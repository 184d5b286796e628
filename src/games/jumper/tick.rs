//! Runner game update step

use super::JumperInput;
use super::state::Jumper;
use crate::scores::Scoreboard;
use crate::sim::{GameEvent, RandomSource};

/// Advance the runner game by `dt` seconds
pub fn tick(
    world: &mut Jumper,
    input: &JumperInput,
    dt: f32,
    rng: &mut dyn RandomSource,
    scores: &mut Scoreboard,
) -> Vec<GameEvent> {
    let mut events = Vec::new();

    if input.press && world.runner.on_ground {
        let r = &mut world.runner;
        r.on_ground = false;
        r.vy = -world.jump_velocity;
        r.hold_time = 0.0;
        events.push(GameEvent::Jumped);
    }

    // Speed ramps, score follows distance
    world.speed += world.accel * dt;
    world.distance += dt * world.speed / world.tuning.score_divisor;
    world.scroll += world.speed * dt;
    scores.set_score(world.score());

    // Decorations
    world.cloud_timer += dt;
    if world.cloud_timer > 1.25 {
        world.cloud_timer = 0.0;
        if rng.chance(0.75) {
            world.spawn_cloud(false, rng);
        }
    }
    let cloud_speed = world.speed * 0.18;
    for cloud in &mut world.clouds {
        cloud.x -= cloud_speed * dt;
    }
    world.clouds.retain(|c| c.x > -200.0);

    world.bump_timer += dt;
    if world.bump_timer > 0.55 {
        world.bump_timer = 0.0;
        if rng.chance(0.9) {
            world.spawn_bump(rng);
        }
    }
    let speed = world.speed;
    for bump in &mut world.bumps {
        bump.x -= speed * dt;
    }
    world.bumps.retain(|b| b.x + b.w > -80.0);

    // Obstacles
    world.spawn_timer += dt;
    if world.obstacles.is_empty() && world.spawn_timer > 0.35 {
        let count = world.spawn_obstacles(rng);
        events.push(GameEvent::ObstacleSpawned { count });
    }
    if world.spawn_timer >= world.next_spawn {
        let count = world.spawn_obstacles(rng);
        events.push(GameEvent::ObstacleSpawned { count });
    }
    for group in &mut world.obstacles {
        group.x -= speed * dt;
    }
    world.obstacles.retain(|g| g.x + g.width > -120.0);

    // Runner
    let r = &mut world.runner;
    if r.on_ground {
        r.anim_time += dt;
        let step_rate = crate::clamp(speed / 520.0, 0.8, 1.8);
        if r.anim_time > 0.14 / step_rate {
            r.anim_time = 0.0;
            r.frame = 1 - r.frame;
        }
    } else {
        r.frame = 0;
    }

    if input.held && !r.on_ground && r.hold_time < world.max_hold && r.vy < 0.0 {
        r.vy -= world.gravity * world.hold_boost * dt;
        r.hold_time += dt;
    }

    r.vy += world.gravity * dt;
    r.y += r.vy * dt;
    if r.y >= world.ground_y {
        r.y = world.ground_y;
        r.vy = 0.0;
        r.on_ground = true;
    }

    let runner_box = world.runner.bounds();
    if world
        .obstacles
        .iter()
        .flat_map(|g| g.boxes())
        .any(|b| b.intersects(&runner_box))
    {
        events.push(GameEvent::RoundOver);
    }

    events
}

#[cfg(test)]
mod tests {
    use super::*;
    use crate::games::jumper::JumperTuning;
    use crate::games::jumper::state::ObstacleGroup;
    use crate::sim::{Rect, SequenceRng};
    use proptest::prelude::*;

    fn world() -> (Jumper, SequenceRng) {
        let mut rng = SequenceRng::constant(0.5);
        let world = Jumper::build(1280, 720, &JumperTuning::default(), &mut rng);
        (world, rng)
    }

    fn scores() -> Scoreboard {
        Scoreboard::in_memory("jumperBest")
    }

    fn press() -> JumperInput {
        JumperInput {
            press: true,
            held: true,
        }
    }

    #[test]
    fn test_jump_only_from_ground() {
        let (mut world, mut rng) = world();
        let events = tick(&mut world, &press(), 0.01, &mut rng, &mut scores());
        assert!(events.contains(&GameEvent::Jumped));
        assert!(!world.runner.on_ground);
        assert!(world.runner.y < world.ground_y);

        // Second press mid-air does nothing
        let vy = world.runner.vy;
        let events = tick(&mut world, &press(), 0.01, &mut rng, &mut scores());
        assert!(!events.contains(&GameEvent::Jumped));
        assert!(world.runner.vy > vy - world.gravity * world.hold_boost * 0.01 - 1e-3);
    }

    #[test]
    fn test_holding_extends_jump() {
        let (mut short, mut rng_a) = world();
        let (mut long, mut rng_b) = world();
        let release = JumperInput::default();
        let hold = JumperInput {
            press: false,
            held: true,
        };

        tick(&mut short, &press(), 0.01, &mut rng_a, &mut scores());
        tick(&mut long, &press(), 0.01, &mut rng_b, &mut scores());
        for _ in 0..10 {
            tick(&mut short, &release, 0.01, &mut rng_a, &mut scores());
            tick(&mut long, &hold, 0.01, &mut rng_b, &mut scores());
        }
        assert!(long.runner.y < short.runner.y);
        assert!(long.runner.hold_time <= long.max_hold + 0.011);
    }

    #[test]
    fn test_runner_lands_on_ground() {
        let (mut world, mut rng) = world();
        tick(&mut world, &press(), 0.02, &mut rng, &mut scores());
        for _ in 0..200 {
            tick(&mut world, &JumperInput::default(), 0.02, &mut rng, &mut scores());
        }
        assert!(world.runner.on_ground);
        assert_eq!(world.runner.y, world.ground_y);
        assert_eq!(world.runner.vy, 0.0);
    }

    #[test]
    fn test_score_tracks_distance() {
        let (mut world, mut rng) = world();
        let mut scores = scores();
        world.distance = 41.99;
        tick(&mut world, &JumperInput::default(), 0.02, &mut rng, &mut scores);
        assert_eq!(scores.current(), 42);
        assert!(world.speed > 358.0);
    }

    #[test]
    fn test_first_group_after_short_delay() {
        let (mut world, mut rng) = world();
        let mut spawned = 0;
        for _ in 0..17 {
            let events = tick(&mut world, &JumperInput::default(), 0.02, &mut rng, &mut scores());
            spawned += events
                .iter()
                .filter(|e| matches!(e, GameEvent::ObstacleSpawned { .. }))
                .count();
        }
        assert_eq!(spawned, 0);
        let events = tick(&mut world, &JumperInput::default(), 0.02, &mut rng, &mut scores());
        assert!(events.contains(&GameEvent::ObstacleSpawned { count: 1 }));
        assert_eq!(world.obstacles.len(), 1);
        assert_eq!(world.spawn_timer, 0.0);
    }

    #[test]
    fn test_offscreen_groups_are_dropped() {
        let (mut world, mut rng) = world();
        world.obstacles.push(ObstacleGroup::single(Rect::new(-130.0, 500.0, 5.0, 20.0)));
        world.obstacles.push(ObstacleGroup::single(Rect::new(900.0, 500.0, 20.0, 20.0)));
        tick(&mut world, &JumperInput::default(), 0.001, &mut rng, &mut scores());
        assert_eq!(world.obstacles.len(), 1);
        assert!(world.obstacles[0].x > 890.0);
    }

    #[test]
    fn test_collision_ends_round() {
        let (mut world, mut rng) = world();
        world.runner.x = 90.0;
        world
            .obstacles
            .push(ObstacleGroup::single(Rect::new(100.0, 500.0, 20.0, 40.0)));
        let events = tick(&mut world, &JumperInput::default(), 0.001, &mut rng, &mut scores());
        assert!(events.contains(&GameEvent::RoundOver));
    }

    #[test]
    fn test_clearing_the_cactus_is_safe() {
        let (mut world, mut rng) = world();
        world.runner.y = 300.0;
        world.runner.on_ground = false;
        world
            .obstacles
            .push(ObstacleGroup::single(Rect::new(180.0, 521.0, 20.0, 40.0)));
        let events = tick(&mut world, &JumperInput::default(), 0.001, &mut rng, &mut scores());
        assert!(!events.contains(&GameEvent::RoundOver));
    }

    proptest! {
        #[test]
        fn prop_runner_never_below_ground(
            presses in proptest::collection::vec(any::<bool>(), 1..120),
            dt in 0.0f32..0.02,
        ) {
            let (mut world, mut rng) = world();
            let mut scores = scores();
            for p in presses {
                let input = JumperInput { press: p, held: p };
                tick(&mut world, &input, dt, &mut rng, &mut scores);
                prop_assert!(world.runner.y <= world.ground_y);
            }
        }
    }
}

• _EXERCISE OBJECTIVE_
Your answer should consist only of the lines above between the line holding "let (mut long, mut rng_b) = world();" and the line holding "for _ in 0..200", inclusive, each transcribed exactly.

• _WRITTEN RESPONSE_
        let (mut long, mut rng_b) = world();
        let release = JumperInput::default();
        let hold = JumperInput {
            press: false,
            held: true,
        };

        tick(&mut short, &press(), 0.01, &mut rng_a, &mut scores());
        tick(&mut long, &press(), 0.01, &mut rng_b, &mut scores());
        for _ in 0..10 {
            tick(&mut short, &release, 0.01, &mut rng_a, &mut scores());
            tick(&mut long, &hold, 0.01, &mut rng_b, &mut scores());
        }
        assert!(long.runner.y < short.runner.y);
        assert!(long.runner.hold_time <= long.max_hold + 0.011);
    }

    #[test]
    fn test_runner_lands_on_ground() {
        let (mut world, mut rng) = world();
        tick(&mut world, &press(), 0.02, &mut rng, &mut scores());
        for _ in 0..200 {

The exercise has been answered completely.